## Your goal
Beginning with the opening line, set down each line of the material below exactly, stopping once the line with "pub use config::Config;" is done.

[[ Given information open ]]

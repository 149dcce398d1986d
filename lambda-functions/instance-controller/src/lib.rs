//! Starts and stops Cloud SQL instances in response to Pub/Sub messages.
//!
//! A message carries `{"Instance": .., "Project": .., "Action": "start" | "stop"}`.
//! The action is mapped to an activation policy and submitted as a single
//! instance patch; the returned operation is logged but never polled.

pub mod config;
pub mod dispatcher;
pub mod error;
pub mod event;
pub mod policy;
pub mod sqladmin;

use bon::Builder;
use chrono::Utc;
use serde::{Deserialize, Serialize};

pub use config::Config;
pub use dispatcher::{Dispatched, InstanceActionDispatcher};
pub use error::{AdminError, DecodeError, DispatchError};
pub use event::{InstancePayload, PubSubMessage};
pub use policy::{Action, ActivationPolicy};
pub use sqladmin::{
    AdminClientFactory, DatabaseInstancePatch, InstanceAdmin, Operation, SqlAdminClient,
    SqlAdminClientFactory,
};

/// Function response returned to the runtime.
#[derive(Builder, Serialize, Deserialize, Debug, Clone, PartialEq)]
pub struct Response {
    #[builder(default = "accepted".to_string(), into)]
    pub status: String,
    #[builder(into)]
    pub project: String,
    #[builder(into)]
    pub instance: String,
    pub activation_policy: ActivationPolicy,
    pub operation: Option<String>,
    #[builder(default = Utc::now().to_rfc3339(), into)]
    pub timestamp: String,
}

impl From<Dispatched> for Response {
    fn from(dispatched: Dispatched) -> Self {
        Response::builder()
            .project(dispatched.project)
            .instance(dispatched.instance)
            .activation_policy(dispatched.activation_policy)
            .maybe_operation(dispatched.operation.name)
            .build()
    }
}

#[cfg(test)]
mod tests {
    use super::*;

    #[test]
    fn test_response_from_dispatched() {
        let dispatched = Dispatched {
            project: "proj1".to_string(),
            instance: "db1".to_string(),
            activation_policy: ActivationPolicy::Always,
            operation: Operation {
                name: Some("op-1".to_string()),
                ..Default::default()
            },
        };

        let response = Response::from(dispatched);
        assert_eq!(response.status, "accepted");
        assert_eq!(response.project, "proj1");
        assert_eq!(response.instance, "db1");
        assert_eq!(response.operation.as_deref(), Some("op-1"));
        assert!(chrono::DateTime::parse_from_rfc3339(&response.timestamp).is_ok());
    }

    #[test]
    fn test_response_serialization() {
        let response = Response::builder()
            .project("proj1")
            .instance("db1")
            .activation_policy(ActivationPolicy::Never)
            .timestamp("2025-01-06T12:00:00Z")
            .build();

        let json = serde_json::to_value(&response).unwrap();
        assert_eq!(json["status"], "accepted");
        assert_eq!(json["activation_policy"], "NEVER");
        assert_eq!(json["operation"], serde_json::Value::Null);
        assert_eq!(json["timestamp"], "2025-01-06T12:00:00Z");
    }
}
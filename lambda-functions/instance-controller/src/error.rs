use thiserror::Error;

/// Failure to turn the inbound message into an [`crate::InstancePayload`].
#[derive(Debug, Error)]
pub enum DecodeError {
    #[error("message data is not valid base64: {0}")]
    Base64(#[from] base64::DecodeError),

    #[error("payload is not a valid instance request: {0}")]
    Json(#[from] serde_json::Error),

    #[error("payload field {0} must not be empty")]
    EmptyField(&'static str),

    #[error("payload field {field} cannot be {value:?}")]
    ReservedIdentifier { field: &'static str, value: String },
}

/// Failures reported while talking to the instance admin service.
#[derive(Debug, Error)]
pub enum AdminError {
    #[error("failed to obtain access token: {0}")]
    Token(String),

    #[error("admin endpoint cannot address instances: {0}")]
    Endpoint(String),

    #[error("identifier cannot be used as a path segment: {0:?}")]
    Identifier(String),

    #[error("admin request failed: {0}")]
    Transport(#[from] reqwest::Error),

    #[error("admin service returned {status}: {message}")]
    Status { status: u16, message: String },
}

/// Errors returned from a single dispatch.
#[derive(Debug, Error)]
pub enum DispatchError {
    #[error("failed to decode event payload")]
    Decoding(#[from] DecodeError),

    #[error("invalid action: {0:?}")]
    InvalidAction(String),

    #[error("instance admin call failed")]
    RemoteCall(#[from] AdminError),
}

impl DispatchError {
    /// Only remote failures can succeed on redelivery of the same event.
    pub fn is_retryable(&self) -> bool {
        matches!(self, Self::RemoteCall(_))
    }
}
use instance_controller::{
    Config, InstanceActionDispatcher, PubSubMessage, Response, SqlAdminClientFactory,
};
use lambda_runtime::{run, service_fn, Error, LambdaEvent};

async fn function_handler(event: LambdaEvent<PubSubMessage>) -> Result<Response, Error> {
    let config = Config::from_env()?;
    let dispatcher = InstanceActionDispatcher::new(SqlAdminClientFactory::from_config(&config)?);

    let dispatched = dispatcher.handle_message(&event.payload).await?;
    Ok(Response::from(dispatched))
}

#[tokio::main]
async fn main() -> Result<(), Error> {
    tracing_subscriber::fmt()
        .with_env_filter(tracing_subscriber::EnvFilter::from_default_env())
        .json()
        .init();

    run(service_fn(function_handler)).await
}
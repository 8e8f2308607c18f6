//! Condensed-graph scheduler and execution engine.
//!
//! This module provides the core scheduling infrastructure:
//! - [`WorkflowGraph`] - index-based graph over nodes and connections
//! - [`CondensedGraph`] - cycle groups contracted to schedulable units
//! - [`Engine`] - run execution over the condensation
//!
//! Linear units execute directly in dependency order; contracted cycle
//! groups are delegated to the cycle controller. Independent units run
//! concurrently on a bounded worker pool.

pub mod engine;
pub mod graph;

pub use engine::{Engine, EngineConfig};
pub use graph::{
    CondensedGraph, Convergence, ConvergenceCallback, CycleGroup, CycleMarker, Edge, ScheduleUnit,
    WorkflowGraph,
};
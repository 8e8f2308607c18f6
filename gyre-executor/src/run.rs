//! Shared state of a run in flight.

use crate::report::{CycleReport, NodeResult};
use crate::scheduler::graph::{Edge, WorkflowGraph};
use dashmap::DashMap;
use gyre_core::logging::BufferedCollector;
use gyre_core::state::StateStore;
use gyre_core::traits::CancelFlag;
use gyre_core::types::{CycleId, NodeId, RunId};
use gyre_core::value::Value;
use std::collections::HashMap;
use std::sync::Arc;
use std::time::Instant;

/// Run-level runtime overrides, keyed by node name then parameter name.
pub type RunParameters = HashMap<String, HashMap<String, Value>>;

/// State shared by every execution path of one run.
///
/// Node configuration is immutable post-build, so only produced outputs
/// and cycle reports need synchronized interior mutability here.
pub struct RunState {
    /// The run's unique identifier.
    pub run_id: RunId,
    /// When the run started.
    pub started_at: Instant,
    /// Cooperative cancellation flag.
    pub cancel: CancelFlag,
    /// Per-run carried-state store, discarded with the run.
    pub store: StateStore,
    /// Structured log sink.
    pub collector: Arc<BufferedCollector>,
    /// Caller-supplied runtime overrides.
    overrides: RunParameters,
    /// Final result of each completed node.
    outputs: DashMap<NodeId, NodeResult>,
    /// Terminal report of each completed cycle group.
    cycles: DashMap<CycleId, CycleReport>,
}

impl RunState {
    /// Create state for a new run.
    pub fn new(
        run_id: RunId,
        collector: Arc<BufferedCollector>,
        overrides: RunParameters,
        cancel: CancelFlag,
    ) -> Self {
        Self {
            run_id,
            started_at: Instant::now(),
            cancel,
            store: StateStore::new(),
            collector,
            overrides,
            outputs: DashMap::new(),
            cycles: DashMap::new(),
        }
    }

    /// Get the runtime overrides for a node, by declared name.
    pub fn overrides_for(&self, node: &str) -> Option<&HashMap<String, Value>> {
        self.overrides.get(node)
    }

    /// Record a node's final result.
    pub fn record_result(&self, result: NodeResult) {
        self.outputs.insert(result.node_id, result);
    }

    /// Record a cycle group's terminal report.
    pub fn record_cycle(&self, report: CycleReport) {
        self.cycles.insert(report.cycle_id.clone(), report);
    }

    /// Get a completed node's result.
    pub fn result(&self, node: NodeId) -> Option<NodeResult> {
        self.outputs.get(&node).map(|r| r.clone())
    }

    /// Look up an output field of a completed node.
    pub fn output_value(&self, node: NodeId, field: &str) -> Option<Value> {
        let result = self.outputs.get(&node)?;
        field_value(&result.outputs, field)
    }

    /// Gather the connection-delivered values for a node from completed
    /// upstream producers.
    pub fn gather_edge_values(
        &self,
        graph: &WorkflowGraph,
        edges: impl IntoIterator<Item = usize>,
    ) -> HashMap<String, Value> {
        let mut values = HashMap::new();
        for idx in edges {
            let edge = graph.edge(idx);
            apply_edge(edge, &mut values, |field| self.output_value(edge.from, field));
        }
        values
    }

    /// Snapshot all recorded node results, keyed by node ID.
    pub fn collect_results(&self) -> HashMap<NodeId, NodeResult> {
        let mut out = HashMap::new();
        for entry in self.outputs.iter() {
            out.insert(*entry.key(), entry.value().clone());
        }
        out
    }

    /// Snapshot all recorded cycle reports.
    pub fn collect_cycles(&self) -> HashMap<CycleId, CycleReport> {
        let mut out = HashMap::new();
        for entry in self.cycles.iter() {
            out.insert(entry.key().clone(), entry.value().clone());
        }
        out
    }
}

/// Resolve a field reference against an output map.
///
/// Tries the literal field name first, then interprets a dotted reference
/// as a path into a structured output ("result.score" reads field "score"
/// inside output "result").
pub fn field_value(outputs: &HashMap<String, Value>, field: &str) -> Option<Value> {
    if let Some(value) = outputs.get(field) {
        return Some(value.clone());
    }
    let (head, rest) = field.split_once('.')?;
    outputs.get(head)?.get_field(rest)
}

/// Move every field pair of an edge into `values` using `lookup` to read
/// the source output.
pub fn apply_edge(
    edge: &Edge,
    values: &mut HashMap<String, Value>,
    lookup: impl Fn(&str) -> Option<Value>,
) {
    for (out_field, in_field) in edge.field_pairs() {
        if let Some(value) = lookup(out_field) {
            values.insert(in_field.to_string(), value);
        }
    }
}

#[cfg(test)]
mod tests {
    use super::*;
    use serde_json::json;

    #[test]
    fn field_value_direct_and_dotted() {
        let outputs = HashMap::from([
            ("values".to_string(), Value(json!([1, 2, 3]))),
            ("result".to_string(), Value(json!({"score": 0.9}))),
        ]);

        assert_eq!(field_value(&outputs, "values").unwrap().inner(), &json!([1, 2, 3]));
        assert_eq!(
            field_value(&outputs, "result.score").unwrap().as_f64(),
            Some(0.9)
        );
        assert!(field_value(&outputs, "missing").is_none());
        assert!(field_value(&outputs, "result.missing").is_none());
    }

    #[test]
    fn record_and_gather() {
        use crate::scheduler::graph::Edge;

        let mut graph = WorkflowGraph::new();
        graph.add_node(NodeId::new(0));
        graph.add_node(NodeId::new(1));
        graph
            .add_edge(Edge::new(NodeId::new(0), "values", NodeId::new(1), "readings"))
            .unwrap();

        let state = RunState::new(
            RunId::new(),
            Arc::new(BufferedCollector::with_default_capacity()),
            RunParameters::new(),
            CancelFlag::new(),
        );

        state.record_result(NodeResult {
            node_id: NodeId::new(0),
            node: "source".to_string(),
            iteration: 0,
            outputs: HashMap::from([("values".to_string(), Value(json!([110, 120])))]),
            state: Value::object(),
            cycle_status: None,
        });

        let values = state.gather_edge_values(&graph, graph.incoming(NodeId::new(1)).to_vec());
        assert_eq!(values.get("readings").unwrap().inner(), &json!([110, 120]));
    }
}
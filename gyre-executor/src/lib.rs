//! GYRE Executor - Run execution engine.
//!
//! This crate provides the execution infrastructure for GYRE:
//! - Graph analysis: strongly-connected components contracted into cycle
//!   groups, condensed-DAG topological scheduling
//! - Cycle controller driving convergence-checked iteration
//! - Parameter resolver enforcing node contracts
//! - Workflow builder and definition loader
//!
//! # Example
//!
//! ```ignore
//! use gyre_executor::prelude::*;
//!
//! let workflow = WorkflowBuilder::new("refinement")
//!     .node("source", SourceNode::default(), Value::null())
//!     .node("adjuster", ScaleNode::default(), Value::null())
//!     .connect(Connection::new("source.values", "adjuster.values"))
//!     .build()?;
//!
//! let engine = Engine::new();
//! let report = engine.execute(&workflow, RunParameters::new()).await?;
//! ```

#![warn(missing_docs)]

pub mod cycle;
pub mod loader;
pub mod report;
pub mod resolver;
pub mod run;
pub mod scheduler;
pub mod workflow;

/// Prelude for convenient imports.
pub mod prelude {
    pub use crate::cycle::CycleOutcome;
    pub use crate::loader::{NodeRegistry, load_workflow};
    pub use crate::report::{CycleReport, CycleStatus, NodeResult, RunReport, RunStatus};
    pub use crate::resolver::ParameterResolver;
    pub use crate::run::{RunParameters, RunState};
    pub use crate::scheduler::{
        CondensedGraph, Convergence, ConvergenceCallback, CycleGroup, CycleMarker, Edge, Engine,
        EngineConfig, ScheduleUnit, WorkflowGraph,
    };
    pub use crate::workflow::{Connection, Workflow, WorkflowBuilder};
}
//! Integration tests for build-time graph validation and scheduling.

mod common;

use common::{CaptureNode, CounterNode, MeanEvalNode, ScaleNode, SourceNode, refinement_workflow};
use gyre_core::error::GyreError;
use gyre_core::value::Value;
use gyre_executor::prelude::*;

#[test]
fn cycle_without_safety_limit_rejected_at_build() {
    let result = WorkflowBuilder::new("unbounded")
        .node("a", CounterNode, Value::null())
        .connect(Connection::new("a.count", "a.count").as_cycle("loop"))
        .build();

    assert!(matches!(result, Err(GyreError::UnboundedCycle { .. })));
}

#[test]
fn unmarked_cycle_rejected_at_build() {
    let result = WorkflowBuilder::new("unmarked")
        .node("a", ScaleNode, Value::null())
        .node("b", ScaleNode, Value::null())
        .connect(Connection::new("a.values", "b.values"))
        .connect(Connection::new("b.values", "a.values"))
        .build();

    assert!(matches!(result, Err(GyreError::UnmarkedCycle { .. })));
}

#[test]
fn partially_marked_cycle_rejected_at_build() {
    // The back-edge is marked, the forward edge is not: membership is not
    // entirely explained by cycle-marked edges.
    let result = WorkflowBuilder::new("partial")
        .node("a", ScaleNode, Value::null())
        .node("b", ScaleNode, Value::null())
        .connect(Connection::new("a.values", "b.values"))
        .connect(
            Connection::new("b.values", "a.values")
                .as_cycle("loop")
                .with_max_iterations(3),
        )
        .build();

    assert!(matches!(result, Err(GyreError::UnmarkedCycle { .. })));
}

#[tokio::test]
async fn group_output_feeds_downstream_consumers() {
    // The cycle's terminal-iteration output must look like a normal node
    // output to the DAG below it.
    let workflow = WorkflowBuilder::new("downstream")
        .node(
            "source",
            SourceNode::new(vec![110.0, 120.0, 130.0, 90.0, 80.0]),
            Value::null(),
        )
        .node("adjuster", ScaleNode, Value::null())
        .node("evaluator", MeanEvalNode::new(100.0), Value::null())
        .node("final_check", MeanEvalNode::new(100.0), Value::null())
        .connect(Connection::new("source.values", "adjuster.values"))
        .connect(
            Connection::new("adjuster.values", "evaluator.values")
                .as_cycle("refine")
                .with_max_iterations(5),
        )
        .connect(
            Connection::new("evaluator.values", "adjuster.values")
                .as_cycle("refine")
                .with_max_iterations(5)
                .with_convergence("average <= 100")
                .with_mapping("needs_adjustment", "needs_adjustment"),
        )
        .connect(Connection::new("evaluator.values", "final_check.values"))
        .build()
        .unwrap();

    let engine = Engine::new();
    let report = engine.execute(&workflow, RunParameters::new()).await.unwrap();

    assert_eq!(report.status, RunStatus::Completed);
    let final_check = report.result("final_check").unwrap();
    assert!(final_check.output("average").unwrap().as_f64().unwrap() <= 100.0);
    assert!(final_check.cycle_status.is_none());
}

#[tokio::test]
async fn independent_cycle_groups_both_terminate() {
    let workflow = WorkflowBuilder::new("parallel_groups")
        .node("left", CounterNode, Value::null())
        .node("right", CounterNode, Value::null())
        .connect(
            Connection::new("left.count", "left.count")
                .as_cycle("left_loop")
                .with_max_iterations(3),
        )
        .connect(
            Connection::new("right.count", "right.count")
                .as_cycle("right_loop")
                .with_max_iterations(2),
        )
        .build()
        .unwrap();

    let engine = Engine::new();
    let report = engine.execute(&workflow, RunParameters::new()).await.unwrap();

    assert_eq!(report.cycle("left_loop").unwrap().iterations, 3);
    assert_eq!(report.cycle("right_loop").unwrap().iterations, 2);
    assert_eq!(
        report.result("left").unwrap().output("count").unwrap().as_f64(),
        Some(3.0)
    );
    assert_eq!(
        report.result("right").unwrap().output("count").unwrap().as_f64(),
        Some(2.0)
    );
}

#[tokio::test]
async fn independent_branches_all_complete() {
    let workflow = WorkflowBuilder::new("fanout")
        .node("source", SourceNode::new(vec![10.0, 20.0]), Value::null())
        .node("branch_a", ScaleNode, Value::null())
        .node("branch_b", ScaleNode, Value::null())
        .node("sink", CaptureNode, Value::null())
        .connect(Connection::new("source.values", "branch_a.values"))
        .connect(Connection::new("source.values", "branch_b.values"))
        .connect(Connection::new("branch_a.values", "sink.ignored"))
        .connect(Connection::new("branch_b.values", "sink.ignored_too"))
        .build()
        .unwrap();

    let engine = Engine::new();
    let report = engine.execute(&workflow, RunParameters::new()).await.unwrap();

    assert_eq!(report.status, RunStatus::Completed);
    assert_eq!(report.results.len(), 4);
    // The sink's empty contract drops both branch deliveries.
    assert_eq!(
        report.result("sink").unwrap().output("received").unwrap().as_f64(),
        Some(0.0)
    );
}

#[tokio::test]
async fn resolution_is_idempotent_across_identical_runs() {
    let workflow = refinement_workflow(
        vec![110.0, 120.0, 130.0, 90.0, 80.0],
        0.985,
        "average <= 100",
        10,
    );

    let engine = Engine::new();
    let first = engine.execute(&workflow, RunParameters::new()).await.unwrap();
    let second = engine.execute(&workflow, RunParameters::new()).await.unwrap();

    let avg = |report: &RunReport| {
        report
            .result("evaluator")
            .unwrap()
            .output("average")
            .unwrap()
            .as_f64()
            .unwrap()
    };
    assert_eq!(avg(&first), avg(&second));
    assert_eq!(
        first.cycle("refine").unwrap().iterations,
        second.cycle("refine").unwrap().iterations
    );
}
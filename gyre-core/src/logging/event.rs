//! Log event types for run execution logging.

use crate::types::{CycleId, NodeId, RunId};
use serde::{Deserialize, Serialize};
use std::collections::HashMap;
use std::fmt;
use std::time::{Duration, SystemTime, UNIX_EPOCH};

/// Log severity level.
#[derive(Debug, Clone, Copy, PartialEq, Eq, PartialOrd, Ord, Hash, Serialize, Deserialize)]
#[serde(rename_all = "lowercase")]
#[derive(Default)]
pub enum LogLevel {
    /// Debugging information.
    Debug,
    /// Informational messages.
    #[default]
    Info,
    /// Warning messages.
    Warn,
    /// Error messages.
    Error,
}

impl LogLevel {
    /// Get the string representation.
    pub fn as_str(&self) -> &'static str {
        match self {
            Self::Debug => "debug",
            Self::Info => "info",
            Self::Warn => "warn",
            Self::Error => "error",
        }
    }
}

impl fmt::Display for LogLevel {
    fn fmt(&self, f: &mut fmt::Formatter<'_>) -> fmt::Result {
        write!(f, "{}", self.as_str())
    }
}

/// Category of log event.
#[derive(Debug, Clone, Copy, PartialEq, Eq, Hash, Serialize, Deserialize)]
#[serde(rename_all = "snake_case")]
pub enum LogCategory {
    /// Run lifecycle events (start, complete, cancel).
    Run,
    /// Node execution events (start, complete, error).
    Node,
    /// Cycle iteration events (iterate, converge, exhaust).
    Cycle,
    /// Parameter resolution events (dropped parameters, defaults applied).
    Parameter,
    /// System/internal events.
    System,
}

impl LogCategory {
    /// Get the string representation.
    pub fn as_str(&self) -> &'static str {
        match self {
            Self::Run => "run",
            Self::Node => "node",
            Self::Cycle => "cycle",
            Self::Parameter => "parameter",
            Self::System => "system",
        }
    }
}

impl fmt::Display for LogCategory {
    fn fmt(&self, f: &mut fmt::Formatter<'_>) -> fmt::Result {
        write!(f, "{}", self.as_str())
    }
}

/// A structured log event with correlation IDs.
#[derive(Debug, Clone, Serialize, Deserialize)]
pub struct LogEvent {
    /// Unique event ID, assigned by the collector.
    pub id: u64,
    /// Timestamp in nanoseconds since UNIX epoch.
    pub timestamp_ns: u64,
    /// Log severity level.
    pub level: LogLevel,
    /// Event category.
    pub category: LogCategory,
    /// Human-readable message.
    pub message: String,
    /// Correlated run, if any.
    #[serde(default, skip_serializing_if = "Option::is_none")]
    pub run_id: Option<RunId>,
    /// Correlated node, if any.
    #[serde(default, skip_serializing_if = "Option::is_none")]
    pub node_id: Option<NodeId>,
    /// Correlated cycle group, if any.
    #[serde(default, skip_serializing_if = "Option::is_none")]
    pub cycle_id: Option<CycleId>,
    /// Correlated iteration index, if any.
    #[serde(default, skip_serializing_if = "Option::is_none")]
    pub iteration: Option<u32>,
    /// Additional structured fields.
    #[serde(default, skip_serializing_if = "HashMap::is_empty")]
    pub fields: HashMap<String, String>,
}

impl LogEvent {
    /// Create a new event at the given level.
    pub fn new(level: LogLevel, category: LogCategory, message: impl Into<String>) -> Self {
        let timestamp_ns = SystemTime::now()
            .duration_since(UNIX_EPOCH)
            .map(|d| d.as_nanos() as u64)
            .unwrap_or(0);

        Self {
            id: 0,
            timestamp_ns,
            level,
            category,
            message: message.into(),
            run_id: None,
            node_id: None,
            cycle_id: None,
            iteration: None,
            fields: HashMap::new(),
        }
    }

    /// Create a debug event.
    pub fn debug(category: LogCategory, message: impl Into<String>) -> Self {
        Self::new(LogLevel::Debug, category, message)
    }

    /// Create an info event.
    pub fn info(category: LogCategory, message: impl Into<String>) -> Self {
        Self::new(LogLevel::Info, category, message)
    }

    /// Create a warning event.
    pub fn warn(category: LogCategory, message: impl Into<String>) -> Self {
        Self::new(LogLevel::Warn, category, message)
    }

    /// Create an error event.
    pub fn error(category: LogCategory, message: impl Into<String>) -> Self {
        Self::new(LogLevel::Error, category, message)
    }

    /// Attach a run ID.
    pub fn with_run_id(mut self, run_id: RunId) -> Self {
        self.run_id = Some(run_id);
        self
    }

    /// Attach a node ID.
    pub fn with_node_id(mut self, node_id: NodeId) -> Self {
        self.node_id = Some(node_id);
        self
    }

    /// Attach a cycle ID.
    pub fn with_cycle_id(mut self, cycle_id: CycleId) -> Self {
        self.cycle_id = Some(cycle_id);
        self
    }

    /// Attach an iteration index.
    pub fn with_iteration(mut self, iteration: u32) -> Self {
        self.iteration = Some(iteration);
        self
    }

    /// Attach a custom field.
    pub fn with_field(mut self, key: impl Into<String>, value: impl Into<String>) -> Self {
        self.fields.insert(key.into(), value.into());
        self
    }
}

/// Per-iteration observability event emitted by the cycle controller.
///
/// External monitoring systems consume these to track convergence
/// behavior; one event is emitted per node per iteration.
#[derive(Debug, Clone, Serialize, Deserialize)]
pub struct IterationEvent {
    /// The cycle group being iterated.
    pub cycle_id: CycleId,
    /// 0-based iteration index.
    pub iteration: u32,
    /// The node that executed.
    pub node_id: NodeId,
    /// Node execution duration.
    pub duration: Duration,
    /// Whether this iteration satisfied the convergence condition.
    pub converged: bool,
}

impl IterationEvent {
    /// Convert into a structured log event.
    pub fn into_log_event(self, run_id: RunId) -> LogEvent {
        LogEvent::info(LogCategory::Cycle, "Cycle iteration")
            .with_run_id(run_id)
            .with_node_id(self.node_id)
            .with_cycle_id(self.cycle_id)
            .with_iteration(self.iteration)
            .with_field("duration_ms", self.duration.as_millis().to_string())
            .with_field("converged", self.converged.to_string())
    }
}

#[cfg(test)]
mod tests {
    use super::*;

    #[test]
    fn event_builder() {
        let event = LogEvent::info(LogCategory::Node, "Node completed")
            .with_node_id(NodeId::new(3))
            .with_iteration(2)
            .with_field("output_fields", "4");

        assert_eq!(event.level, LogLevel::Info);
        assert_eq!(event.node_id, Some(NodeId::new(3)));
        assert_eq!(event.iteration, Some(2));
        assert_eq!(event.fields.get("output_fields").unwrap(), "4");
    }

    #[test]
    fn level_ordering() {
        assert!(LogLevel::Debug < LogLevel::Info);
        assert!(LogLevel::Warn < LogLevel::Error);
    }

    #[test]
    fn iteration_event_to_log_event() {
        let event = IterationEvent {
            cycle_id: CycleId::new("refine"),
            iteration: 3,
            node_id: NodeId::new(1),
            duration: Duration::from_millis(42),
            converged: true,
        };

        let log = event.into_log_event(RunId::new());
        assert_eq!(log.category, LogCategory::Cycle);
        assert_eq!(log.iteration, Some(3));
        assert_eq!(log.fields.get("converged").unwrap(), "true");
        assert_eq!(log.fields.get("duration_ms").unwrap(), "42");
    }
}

[[ Given information closed ]]

## Exercise answer
repository 149dcce398d1986d
filename lambda-functions/instance-controller/src/lib.rs
//! Starts and stops Cloud SQL instances in response to Pub/Sub messages.
//!
//! A message carries `{"Instance": .., "Project": .., "Action": "start" | "stop"}`.
//! The action is mapped to an activation policy and submitted as a single
//! instance patch; the returned operation is logged but never polled.

pub mod config;
pub mod dispatcher;
pub mod error;
pub mod event;
pub mod policy;
pub mod sqladmin;

use bon::Builder;
use chrono::Utc;
use serde::{Deserialize, Serialize};

pub use config::Config;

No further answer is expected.